Co-receptor usage of HIV-1 primary isolates, viral burden, and CCR5 genotype in mother-to-child HIV-1 transmission.

OBJECTIVE

To investigate the relationship between CC chemokine receptor 5 (CCR5) genotype, viral load and co-receptor usage of maternal HIV-1 isolates in perinatal HIV-1 transmission.

PATIENTS AND METHODS

A total of 181 mothers and infants were studied at the time of delivery. Wild-type (wt) and delta32 CCR5 alleles were determined by means of polymerase chain reaction (PCR). The viral load in maternal plasma samples was determined by a quantitative reverse transcriptase-PCR assay; co-receptor usage of maternal isolates was determined by viral infection in cells stably expressing CCR5 or CXC chemokine receptor 4 (CXCR4) co-receptors.

RESULTS

HIV-1 transmission rates in wt/wt and wt/delta32 mothers (14.7 versus 15.8%), and in wt/wt and wt/delta32 infants (14.6 versus 14.3%) were similar.
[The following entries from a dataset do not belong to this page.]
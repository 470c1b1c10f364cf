//! OCR gateway: submit an encoded document to the OCR service.
//!
//! The gateway is the only stage with network I/O to the OCR provider. It
//! hides the provider behind the [`OcrService`] trait so the pipeline can be
//! driven by the real [`MistralOcrClient`] or by any injected test double.
//!
//! The response body is decoded once, here, into [`OcrResponse`]: a tagged
//! union over the shapes the service is known to return. Downstream stages
//! never inspect raw JSON.
//!
//! ## Retry Strategy
//!
//! [`process_with_retry`] defaults to a single attempt (`max_retries = 0`).
//! When retries are enabled, only transient failures (transport errors,
//! timeouts, HTTP 429 and 5xx) are retried, with exponential backoff
//! `retry_backoff_ms * 2^(attempt - 1)`.

use crate::error::DocumentError;
use crate::pipeline::encode::EncodedRequest;
use async_trait::async_trait;
use serde::{Deserialize, Serialize};
use std::fmt;
use std::time::Duration;
use thiserror::Error;
use tokio::time::sleep;
use tracing::{debug, info, warn};

/// Default OCR model identifier.
pub const DEFAULT_MODEL: &str = "mistral-ocr-latest";

/// Default API base URL.
pub const DEFAULT_BASE_URL: &str = "https://api.mistral.ai";

// ── Response types ──────────────────────────────────────────────────────────

/// One page of OCR output.
#[derive(Debug, Clone, PartialEq, Eq, Serialize, Deserialize)]
pub struct OcrPage {
    #[serde(default)]
    pub index: Option<u32>,
    /// Page text as markdown. `None` when the service omitted the field.
    #[serde(default)]
    pub markdown: Option<String>,
}

/// Decoded OCR response.
///
/// The variants are tried in order: an object carrying a `pages` list, a
/// bare list of pages, then anything else kept verbatim.
#[derive(Debug, Clone, PartialEq, Deserialize)]
#[serde(untagged)]
pub enum OcrResponse {
    Paged {
        pages: Vec<OcrPage>,
        #[serde(default)]
        model: Option<String>,
    },
    Sequence(Vec<OcrPage>),
    Unrecognised(serde_json::Value),
}

impl OcrResponse {
    /// Decode a response body.
    pub fn from_json(body: &str) -> Result<Self, ServiceError> {
        let value: serde_json::Value =
            serde_json::from_str(body).map_err(|e| ServiceError::Decode(e.to_string()))?;
        if let Some(message) = upstream_error(&value) {
            return Err(ServiceError::Upstream(message));
        }
        serde_json::from_value(value).map_err(|e| ServiceError::Decode(e.to_string()))
    }
}

/// Keys an error body may carry besides its `message`.
const ERROR_OBJECT_KEYS: &[&str] = &["message", "detail", "object", "type", "code", "param"];

/// Detect an error object sent with a success status.
fn upstream_error(value: &serde_json::Value) -> Option<String> {
    let obj = value.as_object()?;
    if obj.contains_key("pages") {
        return None;
    }
    let only_error_keys = obj.keys().all(|k| ERROR_OBJECT_KEYS.contains(&k.as_str()));
    let is_error = obj.get("object").and_then(|o| o.as_str()) == Some("error")
        || obj.contains_key("detail")
        || (obj.contains_key("message") && only_error_keys);
    if !is_error {
        return None;
    }
    let message = obj
        .get("message")
        .or_else(|| obj.get("detail"))
        .map(|m| match m {
            serde_json::Value::String(s) => s.clone(),
            other => other.to_string(),
        })
        .unwrap_or_else(|| value.to_string());
    Some(message)
}

// ── Errors ──────────────────────────────────────────────────────────────────

/// Failure of a single OCR service call.
#[derive(Debug, Clone, Error)]
pub enum ServiceError {
    /// The service answered with a non-success status.
    #[error("OCR API error ({status}): {message}")]
    Status { status: u16, message: String },

    /// The request never got a response.
    #[error("OCR request {}: {detail}", transport_outcome(.timeout))]
    Transport { detail: String, timeout: bool },

    /// The response body was not valid JSON.
    #[error("OCR response could not be decoded: {0}")]
    Decode(String),

    /// The service returned an error object.
    #[error("OCR service reported an error: {0}")]
    Upstream(String),
}

fn transport_outcome(timeout: &bool) -> &'static str {
    if *timeout {
        "timed out"
    } else {
        "failed"
    }
}

impl ServiceError {
    /// Whether another attempt could plausibly succeed.
    pub fn is_transient(&self) -> bool {
        match self {
            ServiceError::Transport { .. } => true,
            ServiceError::Status { status, .. } => *status == 429 || *status >= 500,
            ServiceError::Decode(_) | ServiceError::Upstream(_) => false,
        }
    }
}

// ── Service trait ───────────────────────────────────────────────────────────

/// An OCR backend.
#[async_trait]
pub trait OcrService: Send + Sync {
    fn name(&self) -> &str;

    /// Submit one document and return the decoded response.
    async fn process(&self, request: &EncodedRequest) -> Result<OcrResponse, ServiceError>;
}

// ── Mistral client ──────────────────────────────────────────────────────────

#[derive(Serialize)]
struct OcrRequestBody<'a> {
    model: &'a str,
    document: &'a EncodedRequest,
    include_image_base64: bool,
}

/// Client for the Mistral OCR endpoint (`POST {base_url}/v1/ocr`).
#[derive(Clone)]
pub struct MistralOcrClient {
    api_key: String,
    model: String,
    base_url: String,
    include_image_base64: bool,
    client: reqwest::Client,
}

impl fmt::Debug for MistralOcrClient {
    fn fmt(&self, f: &mut fmt::Formatter<'_>) -> fmt::Result {
        f.debug_struct("MistralOcrClient")
            .field("api_key", &"<redacted>")
            .field("model", &self.model)
            .field("base_url", &self.base_url)
            .field("include_image_base64", &self.include_image_base64)
            .finish()
    }
}

impl MistralOcrClient {
    /// Create a client against the public API with a 60 s timeout.
    pub fn new(api_key: impl Into<String>, model: impl Into<String>) -> Result<Self, ServiceError> {
        Self::with_options(api_key, model, DEFAULT_BASE_URL, 60, true)
    }

    pub fn with_options(
        api_key: impl Into<String>,
        model: impl Into<String>,
        base_url: impl Into<String>,
        timeout_secs: u64,
        include_image_base64: bool,
    ) -> Result<Self, ServiceError> {
        let client = reqwest::Client::builder()
            .timeout(Duration::from_secs(timeout_secs))
            .build()
            .map_err(|e| ServiceError::Transport {
                detail: e.to_string(),
                timeout: false,
            })?;
        Ok(Self {
            api_key: api_key.into(),
            model: model.into(),
            base_url: base_url.into().trim_end_matches('/').to_string(),
            include_image_base64,
            client,
        })
    }

    pub fn model(&self) -> &str {
        &self.model
    }

    fn endpoint(&self) -> String {
        format!("{}/v1/ocr", self.base_url)
    }
}

#[async_trait]
impl OcrService for MistralOcrClient {
    fn name(&self) -> &str {
        "mistral_ocr"
    }

    async fn process(&self, request: &EncodedRequest) -> Result<OcrResponse, ServiceError> {
        let body = OcrRequestBody {
            model: &self.model,
            document: request,
            include_image_base64: self.include_image_base64,
        };

        info!(
            "MistralOcrClient: calling OCR API ({}, {})",
            self.model,
            request.variant_name()
        );

        let resp = self
            .client
            .post(self.endpoint())
            .bearer_auth(&self.api_key)
            .json(&body)
            .send()
            .await
            .map_err(|e| ServiceError::Transport {
                detail: e.to_string(),
                timeout: e.is_timeout(),
            })?;

        if !resp.status().is_success() {
            let status = resp.status().as_u16();
            let message = resp.text().await.unwrap_or_default();
            return Err(ServiceError::Status { status, message });
        }

        let raw_text = resp.text().await.map_err(|e| ServiceError::Transport {
            detail: e.to_string(),
            timeout: e.is_timeout(),
        })?;
        debug!(
            "MistralOcrClient: raw response ({} bytes): {}",
            raw_text.len(),
            raw_text.chars().take(500).collect::<String>()
        );

        OcrResponse::from_json(&raw_text)
    }
}

// ── Retry wrapper ───────────────────────────────────────────────────────────

/// A successful OCR call and the retries it took.
#[derive(Debug, Clone)]
pub struct OcrCall {
    pub response: OcrResponse,
    pub retries: u32,
}

/// Call the service, retrying transient failures up to `max_retries` times.
///
/// Never panics; a final failure becomes [`DocumentError::Service`] so the
/// caller can record it against the document and move on.
pub async fn process_with_retry(
    service: &dyn OcrService,
    name: &str,
    request: &EncodedRequest,
    max_retries: u32,
    retry_backoff_ms: u64,
) -> Result<OcrCall, DocumentError> {
    let mut attempt: u32 = 0;
    loop {
        if attempt > 0 {
            let backoff = retry_backoff_ms.saturating_mul(2u64.saturating_pow(attempt - 1));
            warn!(
                "{}: retry {}/{} after {}ms",
                name, attempt, max_retries, backoff
            );
            sleep(Duration::from_millis(backoff)).await;
        }

        match service.process(request).await {
            Ok(response) => {
                return Ok(OcrCall {
                    response,
                    retries: attempt,
                })
            }
            Err(e) => {
                warn!("{}: attempt {} failed: {}", name, attempt + 1, e);
                if !e.is_transient() || attempt >= max_retries {
                    return Err(DocumentError::Service {
                        name: name.to_string(),
                        attempts: attempt + 1,
                        detail: e.to_string(),
                    });
                }
            }
        }
        attempt += 1;
    }
}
Mothers transmitting infection to wt/delta32 infants had significantly higher HIV-1-RNA levels than those who transmitted infection to wt/wt infants (5.4 versus 4.1 log10 copies/ml, P = 0.03). In wt/wt children there was a positive relationship between transmission rate and maternal viral load over the entire range of HIV-1 values, whereas in wt/delta32 children transmission occurred only at viral loads greater than 4.0 log10 copies/ml. Logistic regression analysis confirmed that the relationship between viral load and transmission varied according to the child's CCR5 genotype (P = 0.035; adjusted for zidovudine prophylaxis and mode of delivery, P = 0.090). Moreover, the majority of wt/wt transmitting mothers had R5-type isolates, whereas none of the wt/delta32 mothers with an R5-type virus transmitted HIV-1 to their wt/delta32 infants.

CONCLUSION

Taken together, these findings suggest that CCR5 delta32 heterozygosity exerts a protective effect against perinatal transmission in children exposed to a low maternal viral burden of an R5-type isolate.